An expert’s guide to Marina Abramović: five must-read books on the performance artist – The Art Newspaper – International art news and events

0
12

Marina Abramović Books: Five Essential Titles Chosen by Shai Baitel

What does it take to understand an artist who has made endurance itself part of her medium? For curator Shai Baitel, the answer begins with five books on Marina Abramović, the Serbian performance artist (b. 1946) whose career has stretched across more than five decades and whose work continues to command major museum attention.

Baitel, who curated Abramović’s exhibition at the Gallerie dell’Accademia in Venice, selected titles that move between memoir, biography, collected quotations, and scholarship. The list includes Walk Through Walls: A Memoir (2016), in which Abramović revisits formative moments from her life; Marina Abramović: A Visual Biography (2023), shaped through a 17-month interview process with writer Katya Tylevich; and When Marina Abramović Dies: A Biography (2010) by James Westcott, which draws on interviews and access to the artist’s archive.

Also on the list is Abramović-isms (2024), edited by Larry Warsh, a compact collection of the artist’s aphorisms, and Marina Abramović (2023), the catalogue that accompanied her solo exhibition at the Royal Academy of Arts in London.
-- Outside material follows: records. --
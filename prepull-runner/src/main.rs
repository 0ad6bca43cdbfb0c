//! Prepull Runner
//!
//! A container entrypoint that authenticates against a registry backend,
//! pulls a single image, then holds the process open so the hosting
//! container stays alive.
//!
//! Architecture:
//! - Configuration: Load the pull request record from the environment
//! - CLI wrappers: docker and gcloud invocations with captured output
//! - Runner: the sequential fetch routine and the indefinite hold
//!
//! Every failure is fatal and immediate: a missing variable, an
//! unavailable tool, a rejected login, or a failed pull all terminate
//! the process with a non-zero status and no retry.

mod docker;
mod exec;
mod gcloud;
mod keyfile;
mod runner;

use anyhow::{Context, Result};
use tracing::info;
use tracing_subscriber::{layer::SubscriberExt, util::SubscriberInitExt};

use prepull_core::config::PullConfig;

use crate::runner::FetchRunner;

#[tokio::main]
async fn main() -> Result<()> {
    // Initialize logging
    tracing_subscriber::registry()
        .with(
            tracing_subscriber::EnvFilter::try_from_default_env()
                .unwrap_or_else(|_| "prepull_runner=info".into()),
        )
        .with(tracing_subscriber::fmt::layer())
        .init();

    info!("Starting Prepull Runner");

    // Load configuration
    let config = PullConfig::from_env().context("Failed to load pull configuration")?;
    info!(
        "Loaded configuration: image_type={}, image={}",
        config.image_type(),
        config.image
    );

    // Fetch, then hold; run() only ever returns on failure
    let runner = FetchRunner::new(config);
    runner.run().await.context("Image fetch failed")?;

    Ok(())
}
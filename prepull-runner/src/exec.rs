//! Shared handling for external command output
//!
//! Both CLI wrappers capture stdout/stderr in full; captured streams are
//! logged at debug level and non-zero exits are summarized into the
//! detail string carried by the typed errors.

use std::process::Output;

use tracing::debug;

/// Logs captured stdout/stderr at debug level when non-empty
pub fn log_output(label: &str, output: &Output) {
    let stdout = String::from_utf8_lossy(&output.stdout);
    let stderr = String::from_utf8_lossy(&output.stderr);

    if !stdout.trim().is_empty() {
        debug!("{} stdout: {}", label, stdout.trim());
    }
    if !stderr.trim().is_empty() {
        debug!("{} stderr: {}", label, stderr.trim());
    }
}

/// Summarizes a failed invocation: exit code plus trimmed stderr
pub fn failure_detail(output: &Output) -> String {
    let exit_code = output.status.code().unwrap_or(-1);
    let stderr = String::from_utf8_lossy(&output.stderr);

    format!("exit_code={}, stderr='{}'", exit_code, stderr.trim())
}
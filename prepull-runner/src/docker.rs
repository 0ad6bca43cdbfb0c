//! Docker CLI wrapper
//!
//! Invokes the docker client for the three operations the runner needs:
//! - Checking docker availability
//! - Logging in to the default registry
//! - Pulling the requested image
//!
//! Every invocation captures stdout/stderr; non-zero exits become typed
//! errors carrying the exit code and trimmed stderr.

use std::io::Write;
use std::path::PathBuf;
use std::process::{Command, Stdio};

use tracing::info;

use prepull_core::config::DockerCredentials;
use prepull_core::error::{PrepullError, Result};

use crate::exec;

/// Docker CLI client
///
/// Holds the program path so callers (and tests) can substitute a
/// specific executable instead of whatever PATH resolves.
#[derive(Debug, Clone)]
pub struct DockerCli {
    program: PathBuf,
}

impl Default for DockerCli {
    fn default() -> Self {
        Self::new("docker")
    }
}

impl DockerCli {
    /// Creates a client invoking the given program
    pub fn new(program: impl Into<PathBuf>) -> Self {
        Self {
            program: program.into(),
        }
    }

    /// Checks that the docker client is installed and runnable
    pub fn check_available(&self) -> Result<()> {
        let output = Command::new(&self.program)
            .arg("--version")
            .output()
            .map_err(|_| PrepullError::MissingDependency("docker".to_string()))?;

        if !output.status.success() {
            return Err(PrepullError::MissingDependency("docker".to_string()));
        }

        let version = String::from_utf8_lossy(&output.stdout);
        info!("Docker is available: {}", version.trim());

        Ok(())
    }

    /// Logs in to the default registry
    ///
    /// The password travels over stdin so it never appears in the process
    /// table. Current docker clients reject the old login email flag, so
    /// the account email is surfaced in the log line only.
    pub fn login(&self, credentials: &DockerCredentials) -> Result<()> {
        info!(
            "Logging in to Docker Hub as {} ({})",
            credentials.username, credentials.email
        );

        let mut child = Command::new(&self.program)
            .args(login_args(&credentials.username))
            .stdin(Stdio::piped())
            .stdout(Stdio::piped())
            .stderr(Stdio::piped())
            .spawn()?;

        // A fast-failing child may close stdin before the write lands;
        // the exit status below is what decides the outcome.
        if let Some(mut stdin) = child.stdin.take() {
            let _ = stdin.write_all(credentials.password.as_bytes());
        }

        let output = child.wait_with_output()?;
        exec::log_output("docker login", &output);

        if !output.status.success() {
            return Err(PrepullError::auth_failure(
                "Docker Hub",
                exec::failure_detail(&output),
            ));
        }

        info!("Docker login succeeded");
        Ok(())
    }

    /// Pulls the named image from the now-authenticated registry
    pub fn pull(&self, image: &str) -> Result<()> {
        info!("Pulling image {}", image);

        let output = Command::new(&self.program)
            .args(pull_args(image))
            .output()?;
        exec::log_output("docker pull", &output);

        if !output.status.success() {
            return Err(PrepullError::pull_failure(
                image,
                exec::failure_detail(&output),
            ));
        }

        info!("Image {} pulled successfully", image);
        Ok(())
    }
}

/// Arguments for `docker login`
fn login_args(username: &str) -> Vec<String> {
    vec![
        "login".to_string(),
        "--username".to_string(),
        username.to_string(),
        "--password-stdin".to_string(),
    ]
}

/// Arguments for `docker pull`
fn pull_args(image: &str) -> Vec<String> {
    vec!["pull".to_string(), image.to_string()]
}
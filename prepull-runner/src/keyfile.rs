//! Scoped service-account key file
//!
//! The key document only exists on disk while the activation call needs
//! it. The file is owner-readable only and removed when the handle drops,
//! on success and on every failure path alike. The content itself is
//! never logged.

use std::io::Write;
use std::path::Path;

use tempfile::NamedTempFile;

use prepull_core::error::Result;

/// Temporary on-disk home for the service-account key
pub struct ScopedKeyFile {
    file: NamedTempFile,
}

impl ScopedKeyFile {
    /// Writes the key document to a fresh temp file
    ///
    /// Named temp files are created with mode 0600 on unix, so the key
    /// is owner-readable only for its whole lifetime.
    pub fn write(key_json: &str) -> Result<Self> {
        let mut file = tempfile::Builder::new()
            .prefix("prepull-key-")
            .suffix(".json")
            .tempfile()?;

        file.write_all(key_json.as_bytes())?;
        file.flush()?;

        Ok(Self { file })
    }

    /// Path handed to the activation call
    pub fn path(&self) -> &Path {
        self.file.path()
    }
}
// src/interp/mod.rs

//! Lifecycle management of the external AutoHotkey interpreter.
//!
//! - [`detect`] locates an installed v2 binary.
//! - [`install`] downloads and silently runs the official installer.
//! - [`supervisor`] spawns/kills the interpreter and tracks at most one
//!   child, pushing [`status::InterpStatus`] events to whoever listens.

pub mod detect;
pub mod install;
pub mod status;
pub mod supervisor;

pub use detect::detect_interpreter;
pub use install::install_interpreter;
pub use status::{InterpStatus, StatusSender};
pub use supervisor::{Supervisor, kill_by_script, running_count, spawn_detached};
That volume brings together essays by Karen Archey, Adrian Heathfield, Svetlana Racanović, Andrea Tarsia, and Devin Zuber, and Baitel describes it as a particularly valuable guide to Abramović’s oeuvre.

The catalogue’s breadth matters because Abramović’s practice has often been discussed through singular gestures — the body under strain, the long duration, the charged encounter with the viewer. Yet the books Baitel chose suggest a fuller picture: a career shaped not only by spectacle, but by language, memory, and the slow accumulation of critical context.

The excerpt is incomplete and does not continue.